Pour être pris en compte dans l’appréciation du seuil de 500 000 €, les installations techniques, matériels et outillages doivent respecter deux grandes conditions (art. 1500 I B 2 du CGI). D’une part, ils doivent être à la disposition de l’exploitant pour les besoins de l’activité réalisée, qu’ils soient sa propriété ou mis à sa disposition à titre onéreux ou à titre gratuit (location, sous-location, concession, crédit-bail, prêt, location-gérance, gérance-mandat, ...). D’autre part, ils doivent avoir été détenus et présents dans le bâtiment ou sur le terrain pour une durée totale d’au moins six mois au cours de la période de référence. Cette période de référence est, selon le cas, l’année civile précédant celle au titre de laquelle l’imposition est établie ou, en cas de clôture d’un exercice égal à douze mois au cours de cette même année, cet exercice. La durée de détention s’apprécie à la fin de la période de référence.

B – L'appréciation du seuil de 500 000 €

Pour l’appréciation du seuil de 500 000 €, la valeur des moyens techniques correspond à leur prix de revient, c’est-à-dire à la valeur d’origine inscrite au bilan du propriétaire ou de l’exploitant. Lorsque ces installations, matériels et outillages font l’objet d’une location ou d’une mise à disposition gratuite, leur valeur correspond également à la valeur d’origine inscrite au bilan de l’entreprise exerçant l’activité de location ou les mettant à disposition. Si cette valeur n’est pas communiquée à l’exploitant, il doit en effectuer une estimation par tous moyens utiles.

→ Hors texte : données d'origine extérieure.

//! Object identity and kind.

use std::fmt;
use std::str::FromStr;

use crate::Error;

/// Unique identifier of an object in the host store.
pub type ObjectId = u64;

/// The kind of a node in the object tree.
#[derive(Debug, Clone, Copy, PartialEq, Eq, Hash)]
pub enum ObjectKind {
    /// Structural container without a class or fields.
    Folder,
    /// Regular object of some class.
    Object,
    /// Variant of an object, sharing the parent's class.
    Variant,
}

impl ObjectKind {
    /// Get the string name for this kind, as written to the `type` attribute.
    pub fn as_str(&self) -> &'static str {
        match self {
            Self::Folder => "folder",
            Self::Object => "object",
            Self::Variant => "variant",
        }
    }

    /// Check if this kind is a folder.
    #[inline]
    pub fn is_folder(&self) -> bool {
        matches!(self, Self::Folder)
    }
}

impl FromStr for ObjectKind {
    type Err = Error;

    fn from_str(s: &str) -> Result<Self, Self::Err> {
        match s {
            "folder" => Ok(Self::Folder),
            "object" => Ok(Self::Object),
            "variant" => Ok(Self::Variant),
            other => Err(Error::InvalidKind(other.to_string())),
        }
    }
}

impl fmt::Display for ObjectKind {
    fn fmt(&self, f: &mut fmt::Formatter<'_>) -> fmt::Result {
        f.write_str(self.as_str())
    }
}
//! Error types for XML writing and reading.

use thiserror::Error;

/// Errors that can occur when writing or parsing XML documents.
#[derive(Debug, Error)]
pub enum Error {
    /// I/O error.
    #[error("I/O error: {0}")]
    Io(#[from] std::io::Error),

    /// UTF-8 decoding error.
    #[error("UTF-8 error: {0}")]
    Utf8(#[from] std::string::FromUtf8Error),

    /// XML parsing or writing error.
    #[error("XML error: {0}")]
    Xml(String),

    /// The input contained no root element.
    #[error("no root element found in XML")]
    NoRoot,
}

/// Result type for XML operations.
pub type Result<T> = std::result::Result<T, Error>;
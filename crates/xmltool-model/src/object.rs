//! Source objects: nodes of the host's hierarchical store.

use rustc_hash::FxHashMap;

use crate::{FieldValue, ObjectId, ObjectKind, Value};

/// One node in the host object tree.
///
/// Children and variants are held as ids in source order; they are resolved
/// through an [`ObjectStore`](crate::ObjectStore).
#[derive(Debug, Clone)]
pub struct SourceObject {
    /// Unique id.
    pub id: ObjectId,
    /// Folder, object or variant.
    pub kind: ObjectKind,
    /// Key, unique among siblings.
    pub key: String,
    /// Class name (`None` for folders).
    pub class_name: Option<String>,
    /// Parent id (`None` for the root).
    pub parent: Option<ObjectId>,
    /// Child objects and folders, in source order.
    pub children: Vec<ObjectId>,
    /// Variant children, in source order.
    pub variants: Vec<ObjectId>,
    values: FxHashMap<String, FieldValue>,
}

impl SourceObject {
    /// Create an object with no values and no children.
    pub fn new(id: ObjectId, kind: ObjectKind, key: impl Into<String>, class_name: Option<String>) -> Self {
        Self {
            id,
            kind,
            key: key.into(),
            class_name,
            parent: None,
            children: Vec::new(),
            variants: Vec::new(),
            values: FxHashMap::default(),
        }
    }

    /// Read a field value, optionally for a language.
    ///
    /// Returns `None` when the field has never been set (or has no value
    /// for the requested language).
    pub fn value(&self, field: &str, language: Option<&str>) -> Option<&Value> {
        self.values.get(field).and_then(|v| v.get(language))
    }

    /// Set a plain field value.
    pub fn set_value(&mut self, field: impl Into<String>, value: Value) {
        self.values.insert(field.into(), FieldValue::Plain(value));
    }

    /// Set the value of a localized field for one language.
    pub fn set_localized_value(&mut self, field: impl Into<String>, language: impl Into<String>, value: Value) {
        let entry = self
            .values
            .entry(field.into())
            .or_insert_with(|| FieldValue::Localized(FxHashMap::default()));

        match entry {
            FieldValue::Localized(map) => {
                map.insert(language.into(), value);
            }
            plain => {
                let mut map = FxHashMap::default();
                map.insert(language.into(), value);
                *plain = FieldValue::Localized(map);
            }
        }
    }
}
//! Non-fatal problems found during an export.

use std::fmt;

use xmltool_model::ObjectId;

/// A problem that did not abort the export.
///
/// The affected field is still written (as a skipped marker or an empty
/// element) and the diagnostic is returned next to the document.
#[derive(Debug, Clone, PartialEq, Eq)]
pub enum Diagnostic {
    /// No handler is registered for a field type.
    UnsupportedFieldType {
        object: ObjectId,
        field: String,
        field_type: String,
    },
    /// A relation field holds a value that is not a list of relations.
    NotIterable { object: ObjectId, field: String },
    /// A relation points to an object the store does not have.
    MissingRelationTarget {
        object: ObjectId,
        field: String,
        target: ObjectId,
    },
}

impl Diagnostic {
    /// Object the diagnostic was raised for.
    pub fn object(&self) -> ObjectId {
        match self {
            Diagnostic::UnsupportedFieldType { object, .. }
            | Diagnostic::NotIterable { object, .. }
            | Diagnostic::MissingRelationTarget { object, .. } => *object,
        }
    }
}

impl fmt::Display for Diagnostic {
    fn fmt(&self, f: &mut fmt::Formatter<'_>) -> fmt::Result {
        match self {
            Diagnostic::UnsupportedFieldType {
                object,
                field,
                field_type,
            } => write!(f, "object {}: field '{}' has unsupported type '{}'", object, field, field_type),
            Diagnostic::NotIterable { object, field } => {
                write!(f, "object {}: relation field '{}' is not a list", object, field)
            }
            Diagnostic::MissingRelationTarget { object, field, target } => {
                write!(f, "object {}: field '{}' references missing object {}", object, field, target)
            }
        }
    }
}
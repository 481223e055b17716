//! Per-export options.

use std::path::PathBuf;

/// Options for a single export call.
///
/// Options are read-only while an export runs; build a new value for each
/// call instead of sharing mutable state between exports.
#[derive(Debug, Clone, PartialEq, Eq)]
pub struct ExportOptions {
    /// Expand variants under every exported object, including objects
    /// reached through relations.
    pub include_variants: bool,
    /// Export related objects without their fields.
    pub omit_relation_object_fields: bool,
    /// Stylesheet applied to the assembled document.
    pub post_process: Option<PathBuf>,
    /// Name of the document root element.
    pub root_element_name: String,
}

impl Default for ExportOptions {
    fn default() -> Self {
        Self {
            include_variants: false,
            omit_relation_object_fields: false,
            post_process: None,
            root_element_name: "root".to_string(),
        }
    }
}

impl ExportOptions {
    /// Default options: no variants, full relation objects, no post-processing.
    pub fn new() -> Self {
        Self::default()
    }

    /// Set whether variants are expanded.
    pub fn include_variants(mut self, include: bool) -> Self {
        self.include_variants = include;
        self
    }

    /// Set whether related objects are exported without fields.
    pub fn omit_relation_object_fields(mut self, omit: bool) -> Self {
        self.omit_relation_object_fields = omit;
        self
    }

    /// Apply a stylesheet to the assembled document.
    pub fn post_process(mut self, stylesheet: impl Into<PathBuf>) -> Self {
        self.post_process = Some(stylesheet.into());
        self
    }

    /// Set the name of the document root element.
    pub fn root_element_name(mut self, name: impl Into<String>) -> Self {
        self.root_element_name = name.into();
        self
    }
}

L’évolution du montant des moyens techniques n’a d’effet sur la qualification de l’établissement qu’en cas de franchissement du seuil de 500 000 €, à la hausse ou à la baisse, sur trois années consécutives (art. 1500 I B 1 2° et 3° al. du CGI).  Ainsi, le franchissement à la hausse est pris en compte lorsque ce montant est dépassé pendant chacune des trois années précédant celle au titre de laquelle l’imposition est établie. Dans le sens contraire, le franchissement à la baisse du seuil est pris en compte lorsque ce montant n’est pas dépassé pendant les trois années précédant celle au titre de laquelle l’imposition est établie.

Ce constat d’un franchissement du seuil ne peut être fait que par l’exploitant. Aussi, lorsque l’exploitant est différent du propriétaire, le premier doit en informer le second avant le 1er février de l’année au cours de laquelle le seuil est franchi (art. 1500 I D du CGI).Le propriétaire doit, alors, informer l’administration fiscale du changement d'affectation dans les quatre-vingt-dix jours de sa réalisation définitive en déposant soit une déclaration modèle U si l’établissement vient à être qualifié d’industriel, soit une déclaration d’un local à usage professionnel si l’établissement perd cette qualification.